One sure sign that summer is here– I finally have the time and energy to bake cookies. Of all the recipes we have tried, this is my oldest recipe, but still my kids favorite sugar cookie- so it’s probably the one I will adapt for our gluten free experiment this summer.
1 C sugar
1 C butter
1-1/2 tea. vanilla
1/2 tea. salt
1/2 tea. baking soda
3 C flour
*optional -small amount of poppy seeds
apple or berry jelly
In a large bowl, beat together sugar and butter. Add eggs and vanilla, and salt and baking powder, beat till fluffy. Add flour.

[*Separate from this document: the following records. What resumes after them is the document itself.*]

//! # glTF Scene Description
//!
//! The subset of the glTF 2.0 JSON schema needed to describe one colored,
//! indexed triangle mesh. The same types are used to write and to read back.

use std::collections::BTreeMap;

use serde::{Deserialize, Serialize};

// =============================================================================
// ENUM VALUES
// =============================================================================

/// `componentType` of 8-bit unsigned integers.
pub const UNSIGNED_BYTE: u32 = 5121;
/// `componentType` of 16-bit unsigned integers.
pub const UNSIGNED_SHORT: u32 = 5123;
/// `componentType` of 32-bit unsigned integers.
pub const UNSIGNED_INT: u32 = 5125;
/// `componentType` of 32-bit floats.
pub const FLOAT: u32 = 5126;

/// Buffer view target for vertex attributes.
pub const ARRAY_BUFFER: u32 = 34962;
/// Buffer view target for indices.
pub const ELEMENT_ARRAY_BUFFER: u32 = 34963;

/// Primitive mode for triangle lists.
pub const TRIANGLES: u32 = 4;

/// Attribute name of vertex positions.
pub const POSITION: &str = "POSITION";
/// Attribute name of the first vertex color set.
pub const COLOR_0: &str = "COLOR_0";

/// Size in bytes of one component of the given `componentType`.
pub fn component_size(component_type: u32) -> Option<usize> {
    match component_type {
        UNSIGNED_BYTE => Some(1),
        UNSIGNED_SHORT => Some(2),
        UNSIGNED_INT | FLOAT => Some(4),
        _ => None,
    }
}

// =============================================================================
// DOCUMENT
// =============================================================================

/// Root object of a glTF document.
#[derive(Debug, Clone, Default, PartialEq, Serialize, Deserialize)]
#[serde(rename_all = "camelCase")]
pub struct Document {
    pub asset: Asset,
    #[serde(default, skip_serializing_if = "Option::is_none")]
    pub scene: Option<u32>,
    #[serde(default, skip_serializing_if = "Vec::is_empty")]
    pub scenes: Vec<Scene>,
    #[serde(default, skip_serializing_if = "Vec::is_empty")]
    pub nodes: Vec<Node>,
    #[serde(default, skip_serializing_if = "Vec::is_empty")]
    pub meshes: Vec<MeshDef>,
    #[serde(default, skip_serializing_if = "Vec::is_empty")]
    pub materials: Vec<Material>,
    #[serde(default, skip_serializing_if = "Vec::is_empty")]
    pub accessors: Vec<Accessor>,
    #[serde(default, skip_serializing_if = "Vec::is_empty")]
    pub buffer_views: Vec<BufferView>,
    #[serde(default, skip_serializing_if = "Vec::is_empty")]
    pub buffers: Vec<Buffer>,
}

#[derive(Debug, Clone, Default, PartialEq, Serialize, Deserialize)]
pub struct Asset {
    pub version: String,
    #[serde(default, skip_serializing_if = "Option::is_none")]
    pub generator: Option<String>,
}

#[derive(Debug, Clone, Default, PartialEq, Serialize, Deserialize)]
pub struct Scene {
    #[serde(default)]
    pub nodes: Vec<u32>,
}

#[derive(Debug, Clone, Default, PartialEq, Serialize, Deserialize)]
pub struct Node {
    #[serde(default, skip_serializing_if = "Option::is_none")]
    pub mesh: Option<u32>,
    #[serde(default, skip_serializing_if = "Option::is_none")]
    pub name: Option<String>,
}

#[derive(Debug, Clone, Default, PartialEq, Serialize, Deserialize)]
pub struct MeshDef {
    pub primitives: Vec<Primitive>,
    #[serde(default, skip_serializing_if = "Option::is_none")]
    pub name: Option<String>,
}

#[derive(Debug, Clone, Default, PartialEq, Serialize, Deserialize)]
pub struct Primitive {
    pub attributes: BTreeMap<String, u32>,
    #[serde(default, skip_serializing_if = "Option::is_none")]
    pub indices: Option<u32>,
    #[serde(default, skip_serializing_if = "Option::is_none")]
    pub material: Option<u32>,
    #[serde(default, skip_serializing_if = "Option::is_none")]
    pub mode: Option<u32>,
}

#[derive(Debug, Clone, Default, PartialEq, Serialize, Deserialize)]
#[serde(rename_all = "camelCase")]
pub struct Material {
    #[serde(default, skip_serializing_if = "Option::is_none")]
    pub name: Option<String>,
    #[serde(default, skip_serializing_if = "Option::is_none")]
    pub pbr_metallic_roughness: Option<PbrMetallicRoughness>,
    #[serde(default, skip_serializing_if = "Option::is_none")]
    pub alpha_mode: Option<String>,
    #[serde(default)]
    pub double_sided: bool,
}

#[derive(Debug, Clone, Default, PartialEq, Serialize, Deserialize)]
#[serde(rename_all = "camelCase")]
pub struct PbrMetallicRoughness {
    pub base_color_factor: [f32; 4],
    pub metallic_factor: f32,
    pub roughness_factor: f32,
}

#[derive(Debug, Clone, Default, PartialEq, Serialize, Deserialize)]
#[serde(rename_all = "camelCase")]
pub struct Accessor {
    pub buffer_view: u32,
    #[serde(default)]
    pub byte_offset: u32,
    pub component_type: u32,
    pub count: u32,
    #[serde(rename = "type")]
    pub kind: String,
    #[serde(default, skip_serializing_if = "Option::is_none")]
    pub min: Option<Vec<f32>>,
    #[serde(default, skip_serializing_if = "Option::is_none")]
    pub max: Option<Vec<f32>>,
}

#[derive(Debug, Clone, Default, PartialEq, Serialize, Deserialize)]
#[serde(rename_all = "camelCase")]
pub struct BufferView {
    pub buffer: u32,
    #[serde(default)]
    pub byte_offset: u32,
    pub byte_length: u32,
    #[serde(default, skip_serializing_if = "Option::is_none")]
    pub target: Option<u32>,
}

#[derive(Debug, Clone, Default, PartialEq, Serialize, Deserialize)]
#[serde(rename_all = "camelCase")]
pub struct Buffer {
    pub byte_length: u32,
}

#[cfg(test)]
mod tests {
    use super::*;

    #[test]
    fn accessor_uses_gltf_field_names() {
        let accessor = Accessor {
            buffer_view: 1,
            byte_offset: 0,
            component_type: FLOAT,
            count: 8,
            kind: "VEC3".to_string(),
            min: Some(vec![0.0; 3]),
            max: None,
        };
        let json = serde_json::to_value(&accessor).unwrap();
        assert_eq!(json["bufferView"], 1);
        assert_eq!(json["componentType"], FLOAT);
        assert_eq!(json["type"], "VEC3");
        assert!(json.get("max").is_none());
    }

    #[test]
    fn unknown_fields_are_ignored_on_read() {
        let doc: Document = serde_json::from_str(
            r#"{"asset":{"version":"2.0"},"extensionsUsed":["KHR_x"],"buffers":[{"byteLength":4,"uri":"a.bin"}]}"#,
        )
        .unwrap();
        assert_eq!(doc.asset.version, "2.0");
        assert_eq!(doc.buffers[0].byte_length, 4);
        assert!(doc.meshes.is_empty());
    }

    #[test]
    fn component_sizes() {
        assert_eq!(component_size(UNSIGNED_BYTE), Some(1));
        assert_eq!(component_size(UNSIGNED_SHORT), Some(2));
        assert_eq!(component_size(UNSIGNED_INT), Some(4));
        assert_eq!(component_size(0), None);
    }
}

Finish mixing with a wooden spoon as dough will be fairly stiff.
Heat oven to 400 degrees.
Gently roll dough into 1″ balls. If desired, roll balls in the poppy seeds, place on ungreased cookie sheet, make an indent into the center of the ball with your thumb, or finger tip. fill indent with jelly. Bake 8 to 10 minutes, or until edges just begin to brown. Remove from cookie sheet to cool.
About 7 doz. cookies
——————————-SlicesDivide dough into thirds, shape each portion into a log about 1-1/2 ” in diameter. Wrap and refrigerate at least 4 hours. Heat oven to 400.Cut roll into 1/8 to 1/4 inch slices. Place 1 apart on ungreased cookie sheet. Bake 8 to 10 minutes.